THE TASK — Each entry has to be copied exactly, with nothing missed.

EXTRACTED ENTRIES —
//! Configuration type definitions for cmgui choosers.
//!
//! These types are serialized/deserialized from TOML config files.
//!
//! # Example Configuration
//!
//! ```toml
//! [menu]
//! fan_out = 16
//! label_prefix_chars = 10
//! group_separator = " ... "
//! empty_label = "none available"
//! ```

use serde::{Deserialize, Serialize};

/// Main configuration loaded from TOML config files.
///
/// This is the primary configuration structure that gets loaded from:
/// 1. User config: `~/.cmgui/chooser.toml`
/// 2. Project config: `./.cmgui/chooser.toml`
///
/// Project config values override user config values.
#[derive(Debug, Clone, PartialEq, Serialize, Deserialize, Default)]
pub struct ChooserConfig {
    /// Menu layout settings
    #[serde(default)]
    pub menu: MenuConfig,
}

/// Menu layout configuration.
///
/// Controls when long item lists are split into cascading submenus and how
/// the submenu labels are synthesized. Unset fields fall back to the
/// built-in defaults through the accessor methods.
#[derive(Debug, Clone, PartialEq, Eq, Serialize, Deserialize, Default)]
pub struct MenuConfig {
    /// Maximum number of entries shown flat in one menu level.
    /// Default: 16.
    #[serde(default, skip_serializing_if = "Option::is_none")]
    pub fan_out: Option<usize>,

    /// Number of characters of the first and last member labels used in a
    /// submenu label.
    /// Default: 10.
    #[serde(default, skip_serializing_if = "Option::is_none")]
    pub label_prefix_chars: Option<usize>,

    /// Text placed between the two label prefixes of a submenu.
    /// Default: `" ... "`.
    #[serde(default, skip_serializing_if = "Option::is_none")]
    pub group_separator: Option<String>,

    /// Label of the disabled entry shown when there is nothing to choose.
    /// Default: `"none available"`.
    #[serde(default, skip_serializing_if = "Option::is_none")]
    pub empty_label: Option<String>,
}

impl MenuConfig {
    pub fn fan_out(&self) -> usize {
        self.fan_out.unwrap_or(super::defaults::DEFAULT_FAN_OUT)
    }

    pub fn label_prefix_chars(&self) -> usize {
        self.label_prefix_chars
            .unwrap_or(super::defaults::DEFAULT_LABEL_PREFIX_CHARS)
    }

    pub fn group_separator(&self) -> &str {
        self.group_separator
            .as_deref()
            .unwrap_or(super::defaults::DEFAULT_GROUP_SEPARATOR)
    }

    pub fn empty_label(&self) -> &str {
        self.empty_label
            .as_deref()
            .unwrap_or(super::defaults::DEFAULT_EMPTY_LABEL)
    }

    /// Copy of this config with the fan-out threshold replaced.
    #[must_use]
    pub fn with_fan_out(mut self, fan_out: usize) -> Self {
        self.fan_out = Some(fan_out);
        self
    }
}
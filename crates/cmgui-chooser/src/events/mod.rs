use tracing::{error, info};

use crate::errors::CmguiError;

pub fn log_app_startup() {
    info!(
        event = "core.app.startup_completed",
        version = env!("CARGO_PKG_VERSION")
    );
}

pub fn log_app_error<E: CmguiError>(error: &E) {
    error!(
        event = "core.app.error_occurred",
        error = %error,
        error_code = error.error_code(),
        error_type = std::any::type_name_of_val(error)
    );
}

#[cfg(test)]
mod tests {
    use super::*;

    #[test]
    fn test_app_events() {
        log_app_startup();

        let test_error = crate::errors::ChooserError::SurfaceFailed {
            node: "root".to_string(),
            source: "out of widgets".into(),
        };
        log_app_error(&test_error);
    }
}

EXPECTED ANSWER —
//! Configuration type definitions for cmgui choosers.
//!
//! These types are serialized/deserialized from TOML config files.
//!
//! # Example Configuration
//!
//! ```toml
//! [menu]
//! fan_out = 16
//! label_prefix_chars = 10
//! group_separator = " ... "
//! empty_label = "none available"
//! ```

use serde::{Deserialize, Serialize};

/// Main configuration loaded from TOML config files.
///
/// This is the primary configuration structure that gets loaded from:
/// 1. User config: `~/.cmgui/chooser.toml`
/// 2. Project config: `./.cmgui/chooser.toml`
///
/// Project config values override user config values.
#[derive(Debug, Clone, PartialEq, Serialize, Deserialize, Default)]
pub struct ChooserConfig {
    /// Menu layout settings
    #[serde(default)]
    pub menu: MenuConfig,
}

/// Menu layout configuration.
///
/// Controls when long item lists are split into cascading submenus and how
/// the submenu labels are synthesized. Unset fields fall back to the
/// built-in defaults through the accessor methods.
#[derive(Debug, Clone, PartialEq, Eq, Serialize, Deserialize, Default)]
pub struct MenuConfig {
    /// Maximum number of entries shown flat in one menu level.
    /// Default: 16.
    #[serde(default, skip_serializing_if = "Option::is_none")]
    pub fan_out: Option<usize>,

    /// Number of characters of the first and last member labels used in a
    /// submenu label.
    /// Default: 10.
    #[serde(default, skip_serializing_if = "Option::is_none")]
    pub label_prefix_chars: Option<usize>,

    /// Text placed between the two label prefixes of a submenu.
    /// Default: `" ... "`.
    #[serde(default, skip_serializing_if = "Option::is_none")]
    pub group_separator: Option<String>,

    /// Label of the disabled entry shown when there is nothing to choose.
    /// Default: `"none available"`.
    #[serde(default, skip_serializing_if = "Option::is_none")]
    pub empty_label: Option<String>,
}

impl MenuConfig {
    pub fn fan_out(&self) -> usize {
        self.fan_out.unwrap_or(super::defaults::DEFAULT_FAN_OUT)
    }

    pub fn label_prefix_chars(&self) -> usize {
        self.label_prefix_chars
            .unwrap_or(super::defaults::DEFAULT_LABEL_PREFIX_CHARS)
    }

    pub fn group_separator(&self) -> &str {
        self.group_separator
            .as_deref()
            .unwrap_or(super::defaults::DEFAULT_GROUP_SEPARATOR)
    }

    pub fn empty_label(&self) -> &str {
        self.empty_label
            .as_deref()
            .unwrap_or(super::defaults::DEFAULT_EMPTY_LABEL)
    }

    /// Copy of this config with the fan-out threshold replaced.
    #[must_use]
    pub fn with_fan_out(mut self, fan_out: usize) -> Self {
        self.fan_out = Some(fan_out);
        self
    }
}
filename crates/cmgui-chooser/src/events/mod.rs
use tracing::{error, info};

use crate::errors::CmguiError;

pub fn log_app_startup() {
    info!(
        event = "core.app.startup_completed",
        version = env!("CARGO_PKG_VERSION")
    );
}

pub fn log_app_error<E: CmguiError>(error: &E) {
    error!(
        event = "core.app.error_occurred",
        error = %error,
        error_code = error.error_code(),
        error_type = std::any::type_name_of_val(error)
    );
}

#[cfg(test)]
mod tests {
    use super::*;

    #[test]
    fn test_app_events() {
        log_app_startup();

        let test_error = crate::errors::ChooserError::SurfaceFailed {
            node: "root".to_string(),
            source: "out of widgets".into(),
        };
        log_app_error(&test_error);
    }
}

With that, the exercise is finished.